Yokota was a reliable performer and a reliable draw. Reliability is a crucial component for a good champion.

Yokota, in fact, is responsible for one of the most important revolutions in the history of wrestling. With her great ability, Yokota helped usher in a new style for AJW, an ultra-athletic style with the emphasis on work rate and psychology.

Yokota amazed people—as she still does today—with her repertoire of moves and her execution. This led to a shift in wrestling style, partly due to how effectively she used this style.

This style not only changed wrestling in Japan, but it influenced Mexico and the United States. It influenced the rise of the light heavyweights in Japan and the development of lucha libre itself.

This style has since become a vital element in pro wrestling; intermingled with elements introduced by others, including the movements she helped influence. 

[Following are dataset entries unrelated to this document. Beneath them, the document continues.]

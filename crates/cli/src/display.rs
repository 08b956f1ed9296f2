use scraper_core::KeywordList;

pub const TABLE_TITLE: &str = "Related Keywords";
/// Rows shown before the display waits for Enter.
pub const PAGE_SIZE: usize = 40;

/// Header lines of the keyword table: title, column names and a rule.
pub fn table_header(list: &KeywordList) -> Vec<String> {
    let (index_w, keyword_w) = widths(list);
    vec![
        TABLE_TITLE.to_string(),
        format!("{:^index_w$} | {:<keyword_w$}", "Index", "Keyword"),
        format!("{}-+-{}", "-".repeat(index_w), "-".repeat(keyword_w)),
    ]
}

/// One line per keyword, numbered from 1.
pub fn table_rows(list: &KeywordList) -> Vec<String> {
    let (index_w, _) = widths(list);
    list.iter()
        .enumerate()
        .map(|(i, kw)| format!("{:^index_w$} | {}", i + 1, kw))
        .collect()
}

fn widths(list: &KeywordList) -> (usize, usize) {
    let index_w = list.len().to_string().len().max("Index".len());
    let keyword_w = list
        .iter()
        .map(|kw| kw.chars().count())
        .max()
        .unwrap_or(0)
        .max("Keyword".len());
    (index_w, keyword_w)
}
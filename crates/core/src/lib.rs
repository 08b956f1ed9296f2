//! Core library: settings store, keyword filtering, export and the fetch step.

pub mod error;
pub mod export;
pub mod fetch;
pub mod filter;
pub mod models;
pub mod notify;
pub mod settings;

pub use error::{Result, ScraperError};
pub use models::{ExportFormat, KeywordList, Provider};
pub use settings::{Settings, SettingsStore};
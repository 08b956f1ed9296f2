//! Line-oriented prompts over any `BufRead` / `Write` pair.

use std::io::{self, BufRead, Write};

/// Returned as an `UnexpectedEof` I/O error when input runs out mid-prompt.
pub fn input_closed() -> io::Error {
    io::Error::new(io::ErrorKind::UnexpectedEof, "input closed")
}

pub fn is_input_closed(err: &anyhow::Error) -> bool {
    err.downcast_ref::<io::Error>()
        .map(|e| e.kind() == io::ErrorKind::UnexpectedEof)
        .unwrap_or(false)
}

pub struct Prompter<R, W> {
    input: R,
    out: W,
}

impl<R: BufRead, W: Write> Prompter<R, W> {
    pub fn new(input: R, out: W) -> Self {
        Self { input, out }
    }

    pub fn into_output(self) -> W {
        self.out
    }

    pub fn say(&mut self, line: impl AsRef<str>) -> io::Result<()> {
        writeln!(self.out, "{}", line.as_ref())
    }

    fn read_line(&mut self) -> io::Result<String> {
        let mut buf = String::new();
        if self.input.read_line(&mut buf)? == 0 {
            return Err(input_closed());
        }
        Ok(buf.trim_end_matches(['\r', '\n']).to_string())
    }

    /// Free-form answer, surrounding whitespace trimmed.
    pub fn ask(&mut self, label: &str) -> io::Result<String> {
        write!(self.out, "{label}: ")?;
        self.out.flush()?;
        Ok(self.read_line()?.trim().to_string())
    }

    /// Re-asks until the answer is one of `choices`.
    pub fn ask_choice(&mut self, label: &str, choices: &[&str]) -> io::Result<String> {
        loop {
            let answer = self.ask(&format!("{label} [{}]", choices.join("/")))?;
            if choices.contains(&answer.as_str()) {
                return Ok(answer);
            }
            self.say("Please select one of the available options")?;
        }
    }

    /// An empty answer selects `default`.
    pub fn ask_with_default(&mut self, label: &str, default: &str) -> io::Result<String> {
        let answer = self.ask(&format!("{label} ({default})"))?;
        if answer.is_empty() {
            Ok(default.to_string())
        } else {
            Ok(answer)
        }
    }

    pub fn ask_yes_no(&mut self, label: &str) -> io::Result<bool> {
        Ok(self.ask_choice(label, &["yes", "no"])? == "yes")
    }

    /// Re-asks until the answer parses as an integer.
    pub fn ask_i64(&mut self, label: &str, default: i64) -> io::Result<i64> {
        loop {
            let answer = self.ask_with_default(label, &default.to_string())?;
            match answer.parse::<i64>() {
                Ok(n) => return Ok(n),
                Err(_) => self.say("Please enter a valid integer number")?,
            }
        }
    }

    pub fn pause(&mut self, label: &str) -> io::Result<()> {
        write!(self.out, "{label}")?;
        self.out.flush()?;
        self.read_line().map(|_| ())
    }
}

Today, the style Yokota helped influence continues on the Japanese wrestling scene,  in SHIMMER and ChickFight, as well as everywhere you see a fast-paced cruiserweight style. It has shaped countless wrestlers.

Jaguar Yokota also has contributed many matches for the ages. Her matches with Lioness Asuka and Devil Masami (as The Queen's Combo), her brawls with La Galactica, which sometimes went hardcore, are among the many matches that are still very enjoyable today.

Some of these matches are still considered amongst the best matches of all time. Yokota was a very credible champion because she was evidently at such a high level that she could work such great matches with wrestlers who came close to her level.

How many great matches has The Fabulous Moolah been in?

Most of Yokota's matches were against opponents that weren't nearly as good as her. Yokota's ability to make her opponents look good—and her more special and rarer ability to make it seem like more things went on in the match than actually happened—made a considerable number of matches and wrestlers far more watchable simply by virtue of being in the ring with her.

She produced tolerable matches when—given the opponent—the match was expected to be dreadful. That is perhaps a greater feat than having great matches with a opponent where a great match is expected.

Yokota also shaped the next few generations not only of AJW, but of pro wrestling in general. She also invented the Suplex Powerslam, better known as Goldberg’s Jackhammer.

She stayed on as a trainer of the AJW Dojo after her first retirement in 1986 and later trained wrestlers independently, which she continues to do. Her students are a "Who's Who?" of Japanese women's wrestling in the 1990's as well as stars of today.

These trainees include: Aja Kong, KAORU, Etsuka Mita, Mima Shimoda, Megumi Kudo, Yoshiko Tamura, Sumie Sakai, Takako Inoue, Kyoko Inoue, Toshiyo Yamada, Manami Toyota, Akira Hokuto and Mariko Yoshida to give a few names.

Yokota was WWWA World Heavyweight Champion for close to five years in two reigns separated by a month (an extremely long time for AJW, where there was a early mandatory retirement age for many years).

She vacated the title due to retirement in the end. She was revered by everyone, fan and wrestler alike and still is revered by many.

The Fabulous Moolah reigned for an extraordinary amount of time. She also had few rivals that really had what it took to be champion.

On the other hand Yokota had to continually prove why she and not legends such as Lioness Asuka, Lola Gonzalez, Chigusa Nagoya, Irma Gonzalez, Devil Masami, Mimi Hawagari, Nancy Kumi, Jumbo Hori and Yukari Omori deserved to lead the company and women's wrestling as the champion of the undisputed biggest women's promotion in the world.

As World Champion, she made heaps of wrestlers look good, put on great matches, trained future champions and legends.

As World Champion, she led to the rise of Devil Masami and the Crush Gals, the most successful women's tag team ever. She championed AJW forth in developing a style widely used today.

Most champions, like the Fabulous Moolah, Sherri Martel, Awesome Kong, Trish Stratus, and Chigusa Nagayo are products of their time, however great they may be.

Wrestling today, is a product of Jaguar Yokota and perhaps this should be the main reason why she may be the greatest women's champion ever and indeed, a goddess in the truest sense.